*Your objective:* Could you return every line of the material that contains the word "GcpStartInstance"?

*Supplied data:*
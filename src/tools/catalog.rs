//! The fixed tool catalogue: names, owning provider, and input schemas.

use std::fmt;
use std::sync::Arc;

use rmcp::model::Tool;
use serde_json::{json, Map, Value};

use crate::gateway::Provider;

/// Every tool the gateway exposes.
#[derive(Debug, Clone, Copy, PartialEq, Eq, Hash)]
pub enum ToolName {
    /// Run a free-form `gcloud` sub-command.
    GcpRunCommand,
    GcpListBuckets,
    GcpListObjects,
    GcpReadObject,
    GcpGetObjectMetadata,
    GcpListInstances,
    GcpStartInstance,
    GcpStopInstance,
    /// Change machine type and/or labels of a Compute Engine instance.
    GcpModifyInstance,
    /// Run a free-form `az` sub-command.
    AzureRunCommand,
    AzureListContainers,
    AzureListBlobs,
    AzureReadBlob,
    AzureGetBlobProperties,
    AzureListVms,
    AzureStartVm,
    AzureStopVm,
    /// Change size and/or tags of an Azure VM.
    AzureModifyVm,
}

impl ToolName {
    pub const fn as_str(self) -> &'static str {
        match self {
            Self::GcpRunCommand => "gcp_run_command",
            Self::GcpListBuckets => "gcp_list_buckets",
            Self::GcpListObjects => "gcp_list_objects",
            Self::GcpReadObject => "gcp_read_object",
            Self::GcpGetObjectMetadata => "gcp_get_object_metadata",
            Self::GcpListInstances => "gcp_list_instances",
            Self::GcpStartInstance => "gcp_start_instance",
            Self::GcpStopInstance => "gcp_stop_instance",
            Self::GcpModifyInstance => "gcp_modify_instance",
            Self::AzureRunCommand => "azure_run_command",
            Self::AzureListContainers => "azure_list_containers",
            Self::AzureListBlobs => "azure_list_blobs",
            Self::AzureReadBlob => "azure_read_blob",
            Self::AzureGetBlobProperties => "azure_get_blob_properties",
            Self::AzureListVms => "azure_list_vms",
            Self::AzureStartVm => "azure_start_vm",
            Self::AzureStopVm => "azure_stop_vm",
            Self::AzureModifyVm => "azure_modify_vm",
        }
    }

    /// All tools in catalogue order.
    pub const fn all() -> &'static [Self] {
        &[
            Self::GcpRunCommand,
            Self::GcpListBuckets,
            Self::GcpListObjects,
            Self::GcpReadObject,
            Self::GcpGetObjectMetadata,
            Self::GcpListInstances,
            Self::GcpStartInstance,
            Self::GcpStopInstance,
            Self::GcpModifyInstance,
            Self::AzureRunCommand,
            Self::AzureListContainers,
            Self::AzureListBlobs,
            Self::AzureReadBlob,
            Self::AzureGetBlobProperties,
            Self::AzureListVms,
            Self::AzureStartVm,
            Self::AzureStopVm,
            Self::AzureModifyVm,
        ]
    }

    /// Parse a tool name; `None` for anything outside the catalogue.
    pub fn parse(name: &str) -> Option<Self> {
        Self::all().iter().copied().find(|tool| tool.as_str() == name)
    }

    pub const fn provider(self) -> Provider {
        match self {
            Self::GcpRunCommand
            | Self::GcpListBuckets
            | Self::GcpListObjects
            | Self::GcpReadObject
            | Self::GcpGetObjectMetadata
            | Self::GcpListInstances
            | Self::GcpStartInstance
            | Self::GcpStopInstance
            | Self::GcpModifyInstance => Provider::Gcp,
            Self::AzureRunCommand
            | Self::AzureListContainers
            | Self::AzureListBlobs
            | Self::AzureReadBlob
            | Self::AzureGetBlobProperties
            | Self::AzureListVms
            | Self::AzureStartVm
            | Self::AzureStopVm
            | Self::AzureModifyVm => Provider::Azure,
        }
    }

    pub const fn description(self) -> &'static str {
        match self {
            Self::GcpRunCommand => {
                "Run a gcloud command (without the leading 'gcloud'). auth, config, init, alpha and beta commands are blocked."
            }
            Self::GcpListBuckets => "List Cloud Storage buckets in a project",
            Self::GcpListObjects => "List objects in a Cloud Storage bucket",
            Self::GcpReadObject => "Read the contents of a Cloud Storage object as text",
            Self::GcpGetObjectMetadata => "Fetch metadata for a Cloud Storage object",
            Self::GcpListInstances => "List Compute Engine instances",
            Self::GcpStartInstance => "Start a Compute Engine instance",
            Self::GcpStopInstance => "Stop a Compute Engine instance",
            Self::GcpModifyInstance => {
                "Change the machine type and/or labels of a Compute Engine instance. Steps run in order and are not rolled back."
            }
            Self::AzureRunCommand => {
                "Run an az command (without the leading 'az'). login, account and config commands are blocked."
            }
            Self::AzureListContainers => "List blob containers in a storage account",
            Self::AzureListBlobs => "List blobs in a storage container",
            Self::AzureReadBlob => "Read the contents of a blob as text",
            Self::AzureGetBlobProperties => "Fetch properties for a blob",
            Self::AzureListVms => "List Azure virtual machines",
            Self::AzureStartVm => "Start an Azure virtual machine",
            Self::AzureStopVm => "Stop an Azure virtual machine",
            Self::AzureModifyVm => {
                "Change the size and/or tags of an Azure virtual machine. Steps run in order and are not rolled back."
            }
        }
    }

    /// JSON schema for the tool's arguments object.
    pub fn input_schema(self) -> Value {
        match self {
            Self::GcpRunCommand => schema(
                &[
                    ("command", "string", "gcloud sub-command, e.g. 'compute instances list'"),
                    PROJECT_ID,
                ],
                &["command"],
            ),
            Self::GcpListBuckets => schema(&[PROJECT_ID, PREFIX, MAX_RESULTS], &[]),
            Self::GcpListObjects => schema(&[BUCKET_NAME, PREFIX, MAX_RESULTS], &["bucketName"]),
            Self::GcpReadObject | Self::GcpGetObjectMetadata => schema(
                &[BUCKET_NAME, ("objectName", "string", "Object name")],
                &["bucketName", "objectName"],
            ),
            Self::GcpListInstances => schema(
                &[PROJECT_ID, ("zone", "string", "Restrict to one zone")],
                &[],
            ),
            Self::GcpStartInstance | Self::GcpStopInstance => schema(
                &[INSTANCE_NAME, ZONE, PROJECT_ID],
                &["instanceName", "zone"],
            ),
            Self::GcpModifyInstance => schema(
                &[
                    INSTANCE_NAME,
                    ZONE,
                    ("machineType", "string", "New machine type, e.g. e2-standard-4"),
                    ("labels", "object", "Labels to add or overwrite"),
                    PROJECT_ID,
                ],
                &["instanceName", "zone"],
            ),
            Self::AzureRunCommand => schema(
                &[
                    ("command", "string", "az sub-command, e.g. 'vm list'"),
                    SUBSCRIPTION_ID,
                ],
                &["command"],
            ),
            Self::AzureListContainers => schema(&[ACCOUNT_NAME, PREFIX, MAX_RESULTS], &[]),
            Self::AzureListBlobs => schema(
                &[CONTAINER_NAME, ACCOUNT_NAME, PREFIX, MAX_RESULTS],
                &["containerName"],
            ),
            Self::AzureReadBlob | Self::AzureGetBlobProperties => schema(
                &[CONTAINER_NAME, ("blobName", "string", "Blob name"), ACCOUNT_NAME],
                &["containerName", "blobName"],
            ),
            Self::AzureListVms => schema(
                &[("resourceGroup", "string", "Restrict to one resource group"), SUBSCRIPTION_ID],
                &[],
            ),
            Self::AzureStartVm | Self::AzureStopVm => schema(
                &[VM_NAME, RESOURCE_GROUP, SUBSCRIPTION_ID],
                &["vmName", "resourceGroup"],
            ),
            Self::AzureModifyVm => schema(
                &[
                    VM_NAME,
                    RESOURCE_GROUP,
                    ("size", "string", "New VM size, e.g. Standard_D2s_v3"),
                    ("tags", "object", "Tags to add or overwrite"),
                    SUBSCRIPTION_ID,
                ],
                &["vmName", "resourceGroup"],
            ),
        }
    }

    /// The rmcp descriptor served by every front-end.
    pub fn descriptor(self) -> Tool {
        let input_schema = Arc::new(self.input_schema().as_object().cloned().unwrap_or_default());
        Tool {
            name: self.as_str().into(),
            title: None,
            description: Some(self.description().into()),
            input_schema,
            output_schema: None,
            annotations: None,
            icons: None,
            meta: None,
        }
    }
}

impl fmt::Display for ToolName {
    fn fmt(&self, f: &mut fmt::Formatter<'_>) -> fmt::Result {
        f.write_str(self.as_str())
    }
}

type Property = (&'static str, &'static str, &'static str);

const PROJECT_ID: Property = ("projectId", "string", "GCP project id (defaults to the configured project)");
const SUBSCRIPTION_ID: Property = ("subscriptionId", "string", "Azure subscription id");
const PREFIX: Property = ("prefix", "string", "Only return names starting with this prefix");
const MAX_RESULTS: Property = ("maxResults", "integer", "Maximum entries to return (default 100)");
const BUCKET_NAME: Property = ("bucketName", "string", "Bucket name");
const CONTAINER_NAME: Property = ("containerName", "string", "Container name");
const ACCOUNT_NAME: Property = ("accountName", "string", "Storage account (defaults to the configured account)");
const INSTANCE_NAME: Property = ("instanceName", "string", "Instance name");
const ZONE: Property = ("zone", "string", "Instance zone, e.g. us-central1-a");
const VM_NAME: Property = ("vmName", "string", "VM name");
const RESOURCE_GROUP: Property = ("resourceGroup", "string", "Resource group");

fn schema(properties: &[Property], required: &[&str]) -> Value {
    let mut props = Map::new();
    for (name, kind, description) in properties {
        let mut prop = json!({ "type": kind, "description": description });
        if *kind == "object" {
            prop["additionalProperties"] = json!({ "type": "string" });
        }
        props.insert(name.to_string(), prop);
    }
    json!({
        "type": "object",
        "properties": props,
        "required": required,
    })
}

*Solved problem:*
    GcpStartInstance,
            Self::GcpStartInstance => "gcp_start_instance",
            Self::GcpStartInstance,
            | Self::GcpStartInstance
            Self::GcpStartInstance => "Start a Compute Engine instance",
            Self::GcpStartInstance | Self::GcpStopInstance => schema(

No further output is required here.